Paesaggi, persone, azioni, nature morte, oggetti sono tutti accomunati da una forma ricorrente di visione autoriale, che è anche una forma del rapporto che Icro Maremmani stringe con i mondi dell’apparenza e dell’essenza, dell’interiorità e dell’esteriorità, ma anche dell’ora e dell’allora: uno sguardo paradossale, perché spazialmente vicino alle persone e agli oggetti, posto dentro l’azione e l’evento, ma simultaneamente lontano, dislocato, decentrato, marginalizzato, se posato su luoghi e paesaggi; uno sguardo comunque teso a stabilire, in entrambi i casi, un forte e profondo rapporto empatico con i soggetti inquadrati, un solido e duraturo ponte emotivo con l’oggetto della visione. 
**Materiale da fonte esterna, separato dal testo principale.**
use clap::{Parser, Subcommand};
use dialoguer::{Input, Password};
use dotenvy::dotenv;
use registrar_cli::admin::create_admin;
use registrar_cli::seeder::{self, SEED_PASSWORD, SeedConfig};

#[derive(Parser)]
#[command(name = "registrar-cli")]
#[command(about = "Registrar CLI - administrative tools for the Registrar API", long_about = None)]
struct Cli {
    #[command(subcommand)]
    command: Commands,
}

#[derive(Subcommand)]
enum Commands {
    /// Create an admin account
    CreateAdmin {
        #[arg(short = 'u', long)]
        username: Option<String>,

        /// Password (prompted securely if not provided)
        #[arg(short = 'p', long)]
        password: Option<String>,
    },
    /// Seed a demo catalog: one program, intake, lecturer, offering and a batch of students
    Seed {
        /// Number of students to create
        #[arg(short = 's', long, default_value = "20")]
        students: usize,

        /// Days from now until the intake starts
        #[arg(long, default_value = "3")]
        opens_in_days: i64,
    },
}

#[tokio::main]
async fn main() {
    dotenv().ok();
    let cli = Cli::parse();

    let Ok(database_url) = std::env::var("DATABASE_URL") else {
        eprintln!("❌ DATABASE_URL must be set");
        std::process::exit(1);
    };

    let pool = match sqlx::postgres::PgPoolOptions::new()
        .max_connections(5)
        .connect(&database_url)
        .await
    {
        Ok(pool) => pool,
        Err(e) => {
            eprintln!("❌ Failed to connect to database: {}", e);
            std::process::exit(1);
        }
    };

    match cli.command {
        Commands::CreateAdmin { username, password } => {
            handle_create_admin(&pool, username, password).await
        }
        Commands::Seed {
            students,
            opens_in_days,
        } => handle_seed(&pool, students, opens_in_days).await,
    }
}

async fn handle_create_admin(
    pool: &sqlx::postgres::PgPool,
    username: Option<String>,
    password: Option<String>,
) {
    let username = match username {
        Some(username) => username,
        None => prompt_or_exit(Input::new().with_prompt("Username").interact_text()),
    };

    let password = match password {
        Some(password) => password,
        None => prompt_or_exit(
            Password::new()
                .with_prompt("Password")
                .with_confirmation("Confirm password", "Passwords don't match")
                .interact(),
        ),
    };

    match create_admin(pool, &username, &password).await {
        Ok(id) => {
            println!("\n✅ Admin created successfully!");
            println!("   Username: {}", username);
            println!("   ID: {}", id);
        }
        Err(e) => {
            eprintln!("\n❌ Error creating admin: {}", e);
            std::process::exit(1);
        }
    }
}

async fn handle_seed(pool: &sqlx::postgres::PgPool, students: usize, opens_in_days: i64) {
    let config = SeedConfig::new(students).with_opens_in_days(opens_in_days);

    match seeder::seed_catalog(pool, config).await {
        Ok(summary) => {
            println!("\n✅ Seeded demo catalog");
            println!("   Session offering: {}", summary.session_offering_id);
            println!("   Lecturer: {} / {}", summary.lecturer_email, SEED_PASSWORD);
            println!("   Students (password {}):", SEED_PASSWORD);
            for code in &summary.student_codes {
                println!("     {}", code);
            }
        }
        Err(e) => {
            eprintln!("\n❌ Error seeding database: {}", e);
            std::process::exit(1);
        }
    }
}

fn prompt_or_exit<T>(answer: dialoguer::Result<T>) -> T {
    match answer {
        Ok(value) => value,
        Err(e) => {
            eprintln!("❌ Failed to read input: {}", e);
            std::process::exit(1);
        }
    }
}
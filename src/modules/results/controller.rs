use axum::{
    Json,
    extract::State,
};
use registrar_core::{AppError, Envelope, PaginationParams};
use registrar_models::{
    EnrollmentId, LecturerId, ResultId, ResultRecord, StudentId, UpdateResultDto,
};
use tracing::instrument;
use uuid::Uuid;

use super::service::ResultService;
use crate::middleware::auth::CurrentUser;
use crate::state::AppState;
use crate::validator::{ValidatedJson, ValidatedPath, ValidatedQuery};

#[utoipa::path(
    get,
    path = "/api/v1/results/{id}",
    params(("id" = Uuid, Path, description = "Result ID")),
    responses(
        (status = 200, description = "Result", body = Envelope<ResultRecord>),
        (status = 401, description = "Missing or expired session"),
        (status = 404, description = "Result not found")
    ),
    tag = "Results",
    security(("session" = []))
)]
#[instrument(skip(state))]
pub async fn get_result(
    State(state): State<AppState>,
    ValidatedPath(id): ValidatedPath<ResultId>,
) -> Result<Json<Envelope<ResultRecord>>, AppError> {
    let result = ResultService::get_result(state.store.as_ref(), id).await?;
    Ok(Json(Envelope::ok(result)))
}

/// Record marks for a result; the grade is derived from them
#[utoipa::path(
    put,
    path = "/api/v1/results/{id}",
    params(("id" = Uuid, Path, description = "Result ID")),
    request_body = UpdateResultDto,
    responses(
        (status = 200, description = "Result updated", body = Envelope<ResultRecord>),
        (status = 400, description = "Marks outside 0..=100"),
        (status = 401, description = "Missing or expired session"),
        (status = 403, description = "Not an admin or lecturer session"),
        (status = 404, description = "Result not found")
    ),
    tag = "Results",
    security(("session" = []))
)]
#[instrument(skip(state))]
pub async fn update_result(
    State(state): State<AppState>,
    user: CurrentUser,
    ValidatedPath(id): ValidatedPath<ResultId>,
    ValidatedJson(dto): ValidatedJson<UpdateResultDto>,
) -> Result<Json<Envelope<ResultRecord>>, AppError> {
    let result =
        ResultService::update_marks(state.store.as_ref(), id, dto.marks, user.user_id).await?;
    Ok(Json(Envelope::ok(result)))
}

#[utoipa::path(
    get,
    path = "/api/v1/student/results",
    params(PaginationParams),
    responses(
        (status = 200, description = "The calling student's active results", body = Envelope<Vec<ResultRecord>>),
        (status = 401, description = "Missing or expired session"),
        (status = 403, description = "Not a student session")
    ),
    tag = "Results",
    security(("session" = []))
)]
#[instrument(skip(state))]
pub async fn list_my_results(
    State(state): State<AppState>,
    user: CurrentUser,
    ValidatedQuery(page): ValidatedQuery<PaginationParams>,
) -> Result<Json<Envelope<Vec<ResultRecord>>>, AppError> {
    let results =
        ResultService::list_for_student(state.store.as_ref(), StudentId::from(user.user_id), &page)
            .await?;
    Ok(Json(Envelope::ok(results)))
}

#[utoipa::path(
    get,
    path = "/api/v1/lecturer/student-enrolls/{id}/results",
    params(("id" = Uuid, Path, description = "Enrollment ID")),
    responses(
        (status = 200, description = "Active results of the enrollment", body = Envelope<Vec<ResultRecord>>),
        (status = 401, description = "Missing or expired session"),
        (status = 403, description = "Not a lecturer session, or not their offering"),
        (status = 404, description = "Enrollment not found")
    ),
    tag = "Results",
    security(("session" = []))
)]
#[instrument(skip(state))]
pub async fn list_enrollment_results(
    State(state): State<AppState>,
    user: CurrentUser,
    ValidatedPath(id): ValidatedPath<EnrollmentId>,
) -> Result<Json<Envelope<Vec<ResultRecord>>>, AppError> {
    let results =
        ResultService::list_for_enrollment(state.store.as_ref(), LecturerId::from(user.user_id), id)
            .await?;
    Ok(Json(Envelope::ok(results)))
}
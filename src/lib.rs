//! # Registrar API
//!
//! An academic-records API built with Axum. Admins, lecturers and students log
//! in for an opaque session token, students enroll into session offerings,
//! admins schedule class meetings, and lecturers record attendance and marks.
//!
//! ## Architecture
//!
//! ```text
//! src/
//! ├── middleware/       # Session, role and basic-auth layers
//! ├── modules/          # Feature modules
//! │   ├── auth/         # Login, logout, password updates
//! │   ├── enrollments/  # Enrollment engine
//! │   ├── results/      # Marks and grades
//! │   ├── classes/      # Class meetings and attendance fan-out
//! │   └── attendance/   # Marking attendance
//! └── utils/            # Store error mapping, ownership checks
//! ```
//!
//! Each feature module has a `controller.rs` (HTTP handlers), a `service.rs`
//! (business rules over a [`registrar_db::RecordStore`]) and a `router.rs`.
//!
//! ## Authentication
//!
//! Logins mint a session key of the form `USER_SESSION:<uuid>`, stored in the
//! token store with a fixed TTL. Clients send it back in the `session` header.
//! Role-gated routes return 401 for a missing or expired session and 403 for a
//! valid session with the wrong role.
//!
//! ### API Documentation
//!
//! - Swagger UI: `http://localhost:3000/swagger-ui`
//! - Scalar: `http://localhost:3000/scalar`

pub mod demo;
pub mod docs;
pub mod logging;
pub mod metrics;
pub mod middleware;
pub mod modules;
pub mod router;
pub mod state;
pub mod utils;
pub mod validator;

pub use registrar_auth;
pub use registrar_cache;
pub use registrar_config;
pub use registrar_core;
pub use registrar_db;
pub use registrar_models;
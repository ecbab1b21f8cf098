use registrar_core::hash_password;
use registrar_models::AdminId;
use sqlx::PgPool;

use crate::CliResult;

/// Inserts an admin account. Fails if the username is taken.
pub async fn create_admin(db: &PgPool, username: &str, password: &str) -> CliResult<AdminId> {
    let hashed_password =
        hash_password(password).map_err(|e| format!("Failed to hash password: {}", e.error))?;

    let id = sqlx::query_scalar::<_, AdminId>(
        "INSERT INTO admins (id, username, password)
         VALUES ($1, $2, $3)
         ON CONFLICT (username) DO NOTHING
         RETURNING id",
    )
    .bind(AdminId::new())
    .bind(username)
    .bind(&hashed_password)
    .fetch_optional(db)
    .await?;

    id.ok_or_else(|| "Admin with this username already exists".into())
}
È questo stesso sguardo paradossale (il cui punto di vista duale è spazialmente scisso tra vicinanza e lontananza, ma rimane nel contempo affettivamente uguale a se stesso, e dunque unitario, in quanto sempre alla ricerca di un contatto empatico tra osservatore ed osservato) a costituire l’elemento fondante la bellezza e l’espressività dell’obiettivo che Maremmani apre sul mondo.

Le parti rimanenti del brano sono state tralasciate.